That Phi is the estimated correlation value for your AR1 process, and if it’s really close to zero (like it is here), it probably means you don’t need it in your model. Likewise, if you get an error saying something like cannot get confidence intervals on var-cov components: Non-positive definite approximate variance-covariance, you probably shouldn’t be putting it in your model either.

Unfortunately, that leaves us with a model that is a bit too wiggly for my taste, if we follow conventional wisdom and bump up the number of basis dimensions (via k):

The time trend when the `k` parameter for the time smooth is set to 60. Much too wiggly.

The time trend when the `k` parameter for the time smooth is set to 60. Much too wiggly.

I could bump k down to 4, and I’d get something much nicer:

The time trend when the `k` for the time smooth is set to 4. A bit better, but depressingly arbitrary.

The time trend when the `k` for the time smooth is set to 4. A bit better, but depressingly arbitrary.
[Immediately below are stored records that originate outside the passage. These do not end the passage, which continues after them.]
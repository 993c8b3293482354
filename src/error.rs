// HTTP API Error Types
use axum::{http::StatusCode, response::IntoResponse, Json};
use serde_json::{json, Value};
use std::collections::HashMap;

use crate::store::StoreError;

/// HTTP API error with appropriate status codes and client-friendly messages
#[derive(Debug)]
pub enum ApiError {
    // 400 Bad Request
    BadRequest(String),
    ValidationError {
        message: String,
        field_errors: Option<HashMap<String, String>>,
    },

    // 401 Unauthorized
    Unauthorized(String),

    // 403 Forbidden
    Forbidden(String),

    // 404 Not Found
    NotFound(String),

    // 409 Conflict
    Conflict(String),

    // 500 Internal Server Error
    InternalServerError(String),
}

impl ApiError {
    /// Get HTTP status code
    pub fn status_code(&self) -> u16 {
        match self {
            ApiError::BadRequest(_) => 400,
            ApiError::ValidationError { .. } => 400,
            ApiError::Unauthorized(_) => 401,
            ApiError::Forbidden(_) => 403,
            ApiError::NotFound(_) => 404,
            ApiError::Conflict(_) => 409,
            ApiError::InternalServerError(_) => 500,
        }
    }

    /// Get client-safe error message
    pub fn message(&self) -> &str {
        match self {
            ApiError::BadRequest(msg) => msg,
            ApiError::ValidationError { message, .. } => message,
            ApiError::Unauthorized(msg) => msg,
            ApiError::Forbidden(msg) => msg,
            ApiError::NotFound(msg) => msg,
            ApiError::Conflict(msg) => msg,
            ApiError::InternalServerError(msg) => msg,
        }
    }

    /// Get error code for client handling
    pub fn error_code(&self) -> &'static str {
        match self {
            ApiError::BadRequest(_) => "BAD_REQUEST",
            ApiError::ValidationError { .. } => "VALIDATION_ERROR",
            ApiError::Unauthorized(_) => "UNAUTHORIZED",
            ApiError::Forbidden(_) => "FORBIDDEN",
            ApiError::NotFound(_) => "NOT_FOUND",
            ApiError::Conflict(_) => "CONFLICT",
            ApiError::InternalServerError(_) => "INTERNAL_SERVER_ERROR",
        }
    }

    /// Convert to JSON response body
    pub fn to_json(&self) -> Value {
        match self {
            ApiError::ValidationError {
                message,
                field_errors,
            } => {
                let mut response = json!({
                    "error": true,
                    "message": message,
                    "code": "VALIDATION_ERROR"
                });

                if let Some(field_errors) = field_errors {
                    response["field_errors"] = json!(field_errors);
                }

                response
            }
            _ => {
                json!({
                    "error": true,
                    "message": self.message(),
                    "code": self.error_code()
                })
            }
        }
    }
}

// Static constructor methods
impl ApiError {
    pub fn bad_request(message: impl Into<String>) -> Self {
        ApiError::BadRequest(message.into())
    }

    pub fn validation_error(
        message: impl Into<String>,
        field_errors: Option<HashMap<String, String>>,
    ) -> Self {
        ApiError::ValidationError {
            message: message.into(),
            field_errors,
        }
    }

    pub fn unauthorized(message: impl Into<String>) -> Self {
        ApiError::Unauthorized(message.into())
    }

    pub fn forbidden(message: impl Into<String>) -> Self {
        ApiError::Forbidden(message.into())
    }

    pub fn not_found(message: impl Into<String>) -> Self {
        ApiError::NotFound(message.into())
    }

    pub fn conflict(message: impl Into<String>) -> Self {
        ApiError::Conflict(message.into())
    }

    pub fn internal_server_error(message: impl Into<String>) -> Self {
        ApiError::InternalServerError(message.into())
    }
}

impl From<StoreError> for ApiError {
    fn from(err: StoreError) -> Self {
        match err {
            StoreError::NotFound(msg) => ApiError::not_found(msg),
            StoreError::Conflict(msg) => ApiError::conflict(msg),
        }
    }
}

impl From<bcrypt::BcryptError> for ApiError {
    fn from(err: bcrypt::BcryptError) -> Self {
        // Log the real error but return a generic message
        tracing::error!("Password hashing error: {}", err);
        ApiError::internal_server_error("An error occurred while processing your request")
    }
}

// Standard error trait implementations
impl std::fmt::Display for ApiError {
    fn fmt(&self, f: &mut std::fmt::Formatter<'_>) -> std::fmt::Result {
        write!(f, "{}", self.message())
    }
}

impl std::error::Error for ApiError {}

// Automatic HTTP response conversion for Axum
impl IntoResponse for ApiError {
    fn into_response(self) -> axum::response::Response {
        let status =
            StatusCode::from_u16(self.status_code()).unwrap_or(StatusCode::INTERNAL_SERVER_ERROR);
        (status, Json(self.to_json())).into_response()
    }
}
use chrono::{DateTime, Utc};
use serde::{Deserialize, Serialize};
use uuid::Uuid;

/// The tenant boundary. Every tenant-owned entity carries (directly or
/// through a parent) an organization id, and no entity may reference across
/// organizations.
#[derive(Debug, Clone, Serialize, Deserialize)]
pub struct Organization {
    pub id: Uuid,
    pub name: String,
    pub domain: String,
    pub subscription_plan: String,
    pub is_active: bool,
    pub created_at: DateTime<Utc>,
    pub updated_at: Option<DateTime<Utc>>,
}

impl Organization {
    pub fn new(name: impl Into<String>, domain: impl Into<String>) -> Self {
        Self {
            id: Uuid::new_v4(),
            name: name.into(),
            domain: domain.into(),
            subscription_plan: "starter".to_string(),
            is_active: true,
            created_at: Utc::now(),
            updated_at: None,
        }
    }
}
But that’s so manual. I’ve literally spent hours trying to find some way to make the model less wiggly, but automatically less wiggly. I couldn’t find an easy way of increasing the spline penalization, and although using the week number as the time variable worked, it felt wrong and would hinder extendability.

Solution?

However, I lucked out when I went back to the analyses that I was supposed to write for this blog post: after collapsing the before-and-after measurements, the time smooth had much fewer basis functions, and was basically at the level of smoothness that I was aiming for.

This makes sense—even if the model knew about the time-based autocorrelation, the weight “jumping” between the before and after measurements might coerce the spline to be more wiggly to account for the more “disjointed” data.2

My inferred 'naked' weights, along with the time smooth from the GAM. Regions where this smooth was changing significantly (i.e., where the simultaneous 95% confidence interval of the derivative did not include zero) are highlighted, with green meaning a significant downward trend and red indicating upward.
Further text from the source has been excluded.